START Given records
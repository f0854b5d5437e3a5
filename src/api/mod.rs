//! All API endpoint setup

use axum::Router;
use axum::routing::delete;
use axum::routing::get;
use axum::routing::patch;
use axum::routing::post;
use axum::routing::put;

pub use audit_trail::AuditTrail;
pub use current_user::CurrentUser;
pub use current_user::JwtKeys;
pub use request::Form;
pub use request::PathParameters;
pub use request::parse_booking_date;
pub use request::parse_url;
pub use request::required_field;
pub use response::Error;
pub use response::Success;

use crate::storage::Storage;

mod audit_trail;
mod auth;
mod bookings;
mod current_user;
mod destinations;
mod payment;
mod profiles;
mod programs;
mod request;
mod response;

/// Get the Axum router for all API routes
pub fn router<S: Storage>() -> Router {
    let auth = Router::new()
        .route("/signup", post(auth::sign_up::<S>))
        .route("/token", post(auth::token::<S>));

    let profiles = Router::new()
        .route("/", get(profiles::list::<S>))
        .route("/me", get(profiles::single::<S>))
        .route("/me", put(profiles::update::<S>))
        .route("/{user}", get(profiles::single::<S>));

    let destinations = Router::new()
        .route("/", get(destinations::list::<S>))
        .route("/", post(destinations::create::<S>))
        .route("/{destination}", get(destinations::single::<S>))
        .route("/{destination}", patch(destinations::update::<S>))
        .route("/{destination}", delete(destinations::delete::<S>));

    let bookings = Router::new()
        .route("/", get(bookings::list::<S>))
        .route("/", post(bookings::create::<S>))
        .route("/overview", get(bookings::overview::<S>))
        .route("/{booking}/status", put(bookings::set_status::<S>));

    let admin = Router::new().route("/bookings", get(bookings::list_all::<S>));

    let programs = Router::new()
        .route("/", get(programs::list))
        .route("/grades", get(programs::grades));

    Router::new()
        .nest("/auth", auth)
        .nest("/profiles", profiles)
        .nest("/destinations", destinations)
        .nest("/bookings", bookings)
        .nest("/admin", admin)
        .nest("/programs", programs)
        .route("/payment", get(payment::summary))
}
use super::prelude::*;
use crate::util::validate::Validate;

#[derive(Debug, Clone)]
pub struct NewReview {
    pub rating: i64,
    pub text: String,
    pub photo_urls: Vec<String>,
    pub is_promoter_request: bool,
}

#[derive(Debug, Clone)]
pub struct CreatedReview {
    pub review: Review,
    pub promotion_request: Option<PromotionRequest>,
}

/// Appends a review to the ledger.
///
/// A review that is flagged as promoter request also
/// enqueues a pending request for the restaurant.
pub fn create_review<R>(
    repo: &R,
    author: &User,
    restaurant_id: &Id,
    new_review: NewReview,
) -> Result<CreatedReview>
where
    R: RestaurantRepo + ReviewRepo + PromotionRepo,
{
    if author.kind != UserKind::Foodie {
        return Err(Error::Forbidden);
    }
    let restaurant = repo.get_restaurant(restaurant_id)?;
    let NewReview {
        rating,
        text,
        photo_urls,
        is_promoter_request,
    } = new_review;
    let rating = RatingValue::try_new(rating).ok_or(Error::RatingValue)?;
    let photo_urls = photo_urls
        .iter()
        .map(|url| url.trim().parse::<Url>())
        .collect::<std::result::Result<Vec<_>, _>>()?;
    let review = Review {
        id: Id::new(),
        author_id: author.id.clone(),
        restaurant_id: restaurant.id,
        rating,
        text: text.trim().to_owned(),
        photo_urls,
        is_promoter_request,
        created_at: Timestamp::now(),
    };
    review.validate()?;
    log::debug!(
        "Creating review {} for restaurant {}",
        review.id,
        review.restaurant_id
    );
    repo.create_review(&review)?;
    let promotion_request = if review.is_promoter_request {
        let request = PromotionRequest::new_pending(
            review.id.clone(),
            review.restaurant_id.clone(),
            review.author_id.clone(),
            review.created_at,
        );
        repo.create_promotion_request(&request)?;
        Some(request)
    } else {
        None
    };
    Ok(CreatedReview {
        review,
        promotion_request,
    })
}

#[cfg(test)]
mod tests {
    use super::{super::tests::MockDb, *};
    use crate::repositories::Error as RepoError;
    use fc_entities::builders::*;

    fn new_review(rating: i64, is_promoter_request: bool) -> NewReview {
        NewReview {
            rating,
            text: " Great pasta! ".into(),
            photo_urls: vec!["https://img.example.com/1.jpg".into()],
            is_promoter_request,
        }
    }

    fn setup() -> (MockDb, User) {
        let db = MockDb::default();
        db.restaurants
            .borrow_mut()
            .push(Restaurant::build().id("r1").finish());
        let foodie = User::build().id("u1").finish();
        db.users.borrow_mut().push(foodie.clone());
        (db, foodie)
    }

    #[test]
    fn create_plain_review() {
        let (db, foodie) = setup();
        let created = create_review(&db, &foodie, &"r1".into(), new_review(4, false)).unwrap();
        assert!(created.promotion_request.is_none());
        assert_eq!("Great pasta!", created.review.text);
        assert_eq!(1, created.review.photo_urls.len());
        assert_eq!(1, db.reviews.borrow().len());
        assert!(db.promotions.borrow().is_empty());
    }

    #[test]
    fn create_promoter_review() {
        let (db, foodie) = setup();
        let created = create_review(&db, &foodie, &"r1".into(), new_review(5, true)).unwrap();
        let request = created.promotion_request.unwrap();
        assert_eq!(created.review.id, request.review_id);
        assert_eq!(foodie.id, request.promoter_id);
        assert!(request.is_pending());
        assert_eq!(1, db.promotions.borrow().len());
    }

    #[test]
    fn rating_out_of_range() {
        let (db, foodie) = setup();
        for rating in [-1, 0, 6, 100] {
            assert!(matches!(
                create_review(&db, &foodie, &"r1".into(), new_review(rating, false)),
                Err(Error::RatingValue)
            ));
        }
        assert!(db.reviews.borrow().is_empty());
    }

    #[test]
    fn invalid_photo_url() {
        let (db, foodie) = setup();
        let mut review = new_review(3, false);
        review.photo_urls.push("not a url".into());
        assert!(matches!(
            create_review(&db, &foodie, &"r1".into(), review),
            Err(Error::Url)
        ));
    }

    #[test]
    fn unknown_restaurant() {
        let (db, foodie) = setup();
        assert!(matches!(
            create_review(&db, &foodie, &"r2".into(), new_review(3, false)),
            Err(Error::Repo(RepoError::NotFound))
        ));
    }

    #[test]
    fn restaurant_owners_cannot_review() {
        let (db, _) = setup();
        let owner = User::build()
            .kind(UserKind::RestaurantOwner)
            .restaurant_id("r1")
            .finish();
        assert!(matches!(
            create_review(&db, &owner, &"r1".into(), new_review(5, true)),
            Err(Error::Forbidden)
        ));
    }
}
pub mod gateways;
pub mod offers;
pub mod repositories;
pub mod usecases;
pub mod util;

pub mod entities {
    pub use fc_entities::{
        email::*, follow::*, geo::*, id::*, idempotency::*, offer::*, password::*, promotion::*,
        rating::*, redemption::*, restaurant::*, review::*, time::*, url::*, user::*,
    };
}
END Given records
-- What needs to be done --
Please retype the data exactly as it stands, from its first line down to the line that contains "mod programs;", then stop.

-- Your solution --
repository f0854b5d5437e3a5
filename src/api/mod.rs
//! All API endpoint setup

use axum::Router;
use axum::routing::delete;
use axum::routing::get;
use axum::routing::patch;
use axum::routing::post;
use axum::routing::put;

pub use audit_trail::AuditTrail;
pub use current_user::CurrentUser;
pub use current_user::JwtKeys;
pub use request::Form;
pub use request::PathParameters;
pub use request::parse_booking_date;
pub use request::parse_url;
pub use request::required_field;
pub use response::Error;
pub use response::Success;

use crate::storage::Storage;

mod audit_trail;
mod auth;
mod bookings;
mod current_user;
mod destinations;
mod payment;
mod profiles;
mod programs;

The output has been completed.